# [TASK DIRECTIONS]
Return only the stretch of the material below that begins with the line containing "for &((ay, ax), (by, bx))" and ends with the line containing "let expected = [in_height /", exactly; both of those lines belong to it.

# [INFORMATION SHOWN]
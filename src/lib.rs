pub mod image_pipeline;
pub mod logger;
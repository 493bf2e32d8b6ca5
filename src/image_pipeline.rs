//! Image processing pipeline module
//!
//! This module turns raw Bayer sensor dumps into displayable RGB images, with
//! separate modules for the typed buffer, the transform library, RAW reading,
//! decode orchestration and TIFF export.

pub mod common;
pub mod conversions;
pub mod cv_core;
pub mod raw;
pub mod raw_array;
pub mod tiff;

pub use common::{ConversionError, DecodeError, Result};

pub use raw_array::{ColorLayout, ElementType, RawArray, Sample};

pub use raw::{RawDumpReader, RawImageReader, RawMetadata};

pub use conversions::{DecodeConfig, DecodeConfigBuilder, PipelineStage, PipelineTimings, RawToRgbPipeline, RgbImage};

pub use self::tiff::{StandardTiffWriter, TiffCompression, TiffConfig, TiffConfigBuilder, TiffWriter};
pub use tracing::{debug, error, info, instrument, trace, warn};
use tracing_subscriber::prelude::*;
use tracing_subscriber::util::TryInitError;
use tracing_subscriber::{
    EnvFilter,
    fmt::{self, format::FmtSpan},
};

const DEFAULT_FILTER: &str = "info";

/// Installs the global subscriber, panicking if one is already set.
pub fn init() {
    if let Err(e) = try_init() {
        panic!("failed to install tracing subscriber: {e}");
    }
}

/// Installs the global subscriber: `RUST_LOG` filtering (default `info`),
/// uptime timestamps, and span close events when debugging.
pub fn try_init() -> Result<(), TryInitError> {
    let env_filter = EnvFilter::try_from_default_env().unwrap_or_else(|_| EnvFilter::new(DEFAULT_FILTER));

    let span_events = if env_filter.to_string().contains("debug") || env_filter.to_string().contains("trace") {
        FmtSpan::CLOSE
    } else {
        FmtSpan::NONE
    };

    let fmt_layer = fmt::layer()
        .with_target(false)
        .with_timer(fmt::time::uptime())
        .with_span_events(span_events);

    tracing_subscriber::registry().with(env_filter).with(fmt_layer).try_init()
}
* * *
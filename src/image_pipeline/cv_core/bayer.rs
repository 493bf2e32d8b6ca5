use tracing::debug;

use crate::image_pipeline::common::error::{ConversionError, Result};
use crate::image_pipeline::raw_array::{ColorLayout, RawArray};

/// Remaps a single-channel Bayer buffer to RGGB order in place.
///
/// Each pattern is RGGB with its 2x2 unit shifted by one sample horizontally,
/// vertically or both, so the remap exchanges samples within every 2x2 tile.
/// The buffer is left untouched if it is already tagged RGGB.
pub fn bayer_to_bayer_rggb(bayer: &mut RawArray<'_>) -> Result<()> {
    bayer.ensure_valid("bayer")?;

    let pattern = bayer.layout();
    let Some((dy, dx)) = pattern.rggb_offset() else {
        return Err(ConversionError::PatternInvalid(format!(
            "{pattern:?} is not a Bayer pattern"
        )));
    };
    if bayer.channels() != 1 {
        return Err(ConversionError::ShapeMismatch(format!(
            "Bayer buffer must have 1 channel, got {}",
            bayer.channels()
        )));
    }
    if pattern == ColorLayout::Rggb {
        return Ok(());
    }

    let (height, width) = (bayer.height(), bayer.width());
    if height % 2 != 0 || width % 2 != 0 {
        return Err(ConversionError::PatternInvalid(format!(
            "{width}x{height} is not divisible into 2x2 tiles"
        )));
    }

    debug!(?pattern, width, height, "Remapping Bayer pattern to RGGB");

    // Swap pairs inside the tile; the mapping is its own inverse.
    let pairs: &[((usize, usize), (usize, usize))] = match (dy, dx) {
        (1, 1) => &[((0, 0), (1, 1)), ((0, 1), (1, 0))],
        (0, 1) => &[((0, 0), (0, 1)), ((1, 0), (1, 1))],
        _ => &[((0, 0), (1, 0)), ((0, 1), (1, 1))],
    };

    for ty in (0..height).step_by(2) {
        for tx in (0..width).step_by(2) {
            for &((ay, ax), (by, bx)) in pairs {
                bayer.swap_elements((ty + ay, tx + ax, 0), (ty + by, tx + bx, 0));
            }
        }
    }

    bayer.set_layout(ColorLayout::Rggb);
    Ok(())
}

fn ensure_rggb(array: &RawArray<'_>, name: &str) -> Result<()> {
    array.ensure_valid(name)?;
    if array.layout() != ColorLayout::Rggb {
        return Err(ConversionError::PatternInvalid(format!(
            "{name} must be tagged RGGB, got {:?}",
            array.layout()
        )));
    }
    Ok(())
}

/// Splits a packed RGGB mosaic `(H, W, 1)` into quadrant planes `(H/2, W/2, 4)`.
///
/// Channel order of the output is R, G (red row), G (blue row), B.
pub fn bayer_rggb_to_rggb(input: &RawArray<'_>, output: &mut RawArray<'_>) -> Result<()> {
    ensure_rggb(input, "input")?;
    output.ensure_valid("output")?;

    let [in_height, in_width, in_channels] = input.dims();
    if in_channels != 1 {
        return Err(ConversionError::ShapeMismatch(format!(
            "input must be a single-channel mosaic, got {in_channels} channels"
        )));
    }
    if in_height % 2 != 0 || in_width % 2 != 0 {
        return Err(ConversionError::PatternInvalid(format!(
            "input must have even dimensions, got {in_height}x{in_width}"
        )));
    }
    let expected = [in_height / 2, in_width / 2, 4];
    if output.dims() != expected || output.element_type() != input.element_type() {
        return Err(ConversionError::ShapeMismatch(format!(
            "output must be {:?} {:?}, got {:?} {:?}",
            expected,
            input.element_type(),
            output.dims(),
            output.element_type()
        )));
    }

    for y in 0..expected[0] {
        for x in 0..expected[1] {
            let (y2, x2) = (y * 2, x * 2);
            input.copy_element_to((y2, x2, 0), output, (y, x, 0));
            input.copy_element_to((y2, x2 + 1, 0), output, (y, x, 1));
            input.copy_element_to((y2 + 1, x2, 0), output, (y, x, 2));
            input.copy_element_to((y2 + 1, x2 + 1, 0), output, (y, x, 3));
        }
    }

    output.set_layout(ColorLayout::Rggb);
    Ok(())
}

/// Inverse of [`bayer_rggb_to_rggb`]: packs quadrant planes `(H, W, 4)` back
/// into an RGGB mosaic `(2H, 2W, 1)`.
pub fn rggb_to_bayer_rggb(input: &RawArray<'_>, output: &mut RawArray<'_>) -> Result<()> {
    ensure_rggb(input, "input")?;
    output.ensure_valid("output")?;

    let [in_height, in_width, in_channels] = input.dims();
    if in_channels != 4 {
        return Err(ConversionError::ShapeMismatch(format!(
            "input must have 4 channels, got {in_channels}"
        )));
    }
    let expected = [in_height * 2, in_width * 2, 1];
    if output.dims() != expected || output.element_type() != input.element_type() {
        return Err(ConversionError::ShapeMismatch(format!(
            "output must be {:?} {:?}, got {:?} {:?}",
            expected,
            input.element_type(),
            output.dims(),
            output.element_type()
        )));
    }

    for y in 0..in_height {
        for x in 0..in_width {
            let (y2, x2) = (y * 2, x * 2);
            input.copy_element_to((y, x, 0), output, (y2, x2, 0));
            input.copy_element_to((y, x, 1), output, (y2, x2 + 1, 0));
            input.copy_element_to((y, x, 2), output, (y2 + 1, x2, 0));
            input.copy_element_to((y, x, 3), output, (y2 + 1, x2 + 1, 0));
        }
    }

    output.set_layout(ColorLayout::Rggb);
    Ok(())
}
--
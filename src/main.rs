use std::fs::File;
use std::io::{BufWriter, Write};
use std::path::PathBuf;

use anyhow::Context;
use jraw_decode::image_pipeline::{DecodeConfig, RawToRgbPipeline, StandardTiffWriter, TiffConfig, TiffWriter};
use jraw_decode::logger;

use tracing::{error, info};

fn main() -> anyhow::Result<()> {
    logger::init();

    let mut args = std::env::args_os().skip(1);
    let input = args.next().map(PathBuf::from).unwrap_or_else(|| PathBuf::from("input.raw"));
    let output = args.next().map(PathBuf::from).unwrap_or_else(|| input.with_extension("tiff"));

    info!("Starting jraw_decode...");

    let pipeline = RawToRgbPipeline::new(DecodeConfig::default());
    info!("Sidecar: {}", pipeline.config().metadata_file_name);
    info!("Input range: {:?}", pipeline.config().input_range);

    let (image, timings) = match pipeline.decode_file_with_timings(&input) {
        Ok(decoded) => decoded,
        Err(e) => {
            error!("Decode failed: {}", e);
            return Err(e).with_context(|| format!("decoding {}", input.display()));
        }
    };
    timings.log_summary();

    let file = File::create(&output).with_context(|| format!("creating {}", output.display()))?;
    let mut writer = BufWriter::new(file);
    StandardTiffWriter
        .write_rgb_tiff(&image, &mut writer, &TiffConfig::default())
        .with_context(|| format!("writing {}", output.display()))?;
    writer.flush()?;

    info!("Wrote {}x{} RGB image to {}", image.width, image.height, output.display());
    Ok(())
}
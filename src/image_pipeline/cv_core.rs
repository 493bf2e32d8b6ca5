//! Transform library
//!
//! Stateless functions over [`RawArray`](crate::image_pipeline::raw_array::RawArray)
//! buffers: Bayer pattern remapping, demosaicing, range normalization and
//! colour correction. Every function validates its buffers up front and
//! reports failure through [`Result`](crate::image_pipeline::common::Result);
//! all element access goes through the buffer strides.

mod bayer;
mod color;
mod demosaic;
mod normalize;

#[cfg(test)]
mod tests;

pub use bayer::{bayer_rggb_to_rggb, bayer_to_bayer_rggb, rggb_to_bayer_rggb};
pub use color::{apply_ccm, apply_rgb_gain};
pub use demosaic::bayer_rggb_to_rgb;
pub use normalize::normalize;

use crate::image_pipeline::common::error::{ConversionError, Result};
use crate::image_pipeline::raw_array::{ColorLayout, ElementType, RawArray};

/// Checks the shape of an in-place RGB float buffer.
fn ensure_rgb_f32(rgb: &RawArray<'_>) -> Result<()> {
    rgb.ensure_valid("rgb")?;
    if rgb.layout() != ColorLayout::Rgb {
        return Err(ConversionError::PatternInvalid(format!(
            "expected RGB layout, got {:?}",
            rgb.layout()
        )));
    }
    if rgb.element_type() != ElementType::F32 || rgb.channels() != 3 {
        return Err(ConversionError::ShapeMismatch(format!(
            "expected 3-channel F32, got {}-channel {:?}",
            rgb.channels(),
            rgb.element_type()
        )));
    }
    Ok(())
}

# [SOLVED PROBLEM]
            for &((ay, ax), (by, bx)) in pairs {
                bayer.swap_elements((ty + ay, tx + ax, 0), (ty + by, tx + bx, 0));
            }
        }
    }

    bayer.set_layout(ColorLayout::Rggb);
    Ok(())
}

fn ensure_rggb(array: &RawArray<'_>, name: &str) -> Result<()> {
    array.ensure_valid(name)?;
    if array.layout() != ColorLayout::Rggb {
        return Err(ConversionError::PatternInvalid(format!(
            "{name} must be tagged RGGB, got {:?}",
            array.layout()
        )));
    }
    Ok(())
}

/// Splits a packed RGGB mosaic `(H, W, 1)` into quadrant planes `(H/2, W/2, 4)`.
///
/// Channel order of the output is R, G (red row), G (blue row), B.
pub fn bayer_rggb_to_rggb(input: &RawArray<'_>, output: &mut RawArray<'_>) -> Result<()> {
    ensure_rggb(input, "input")?;
    output.ensure_valid("output")?;

    let [in_height, in_width, in_channels] = input.dims();
    if in_channels != 1 {
        return Err(ConversionError::ShapeMismatch(format!(
            "input must be a single-channel mosaic, got {in_channels} channels"
        )));
    }
    if in_height % 2 != 0 || in_width % 2 != 0 {
        return Err(ConversionError::PatternInvalid(format!(
            "input must have even dimensions, got {in_height}x{in_width}"
        )));
    }
    let expected = [in_height / 2, in_width / 2, 4];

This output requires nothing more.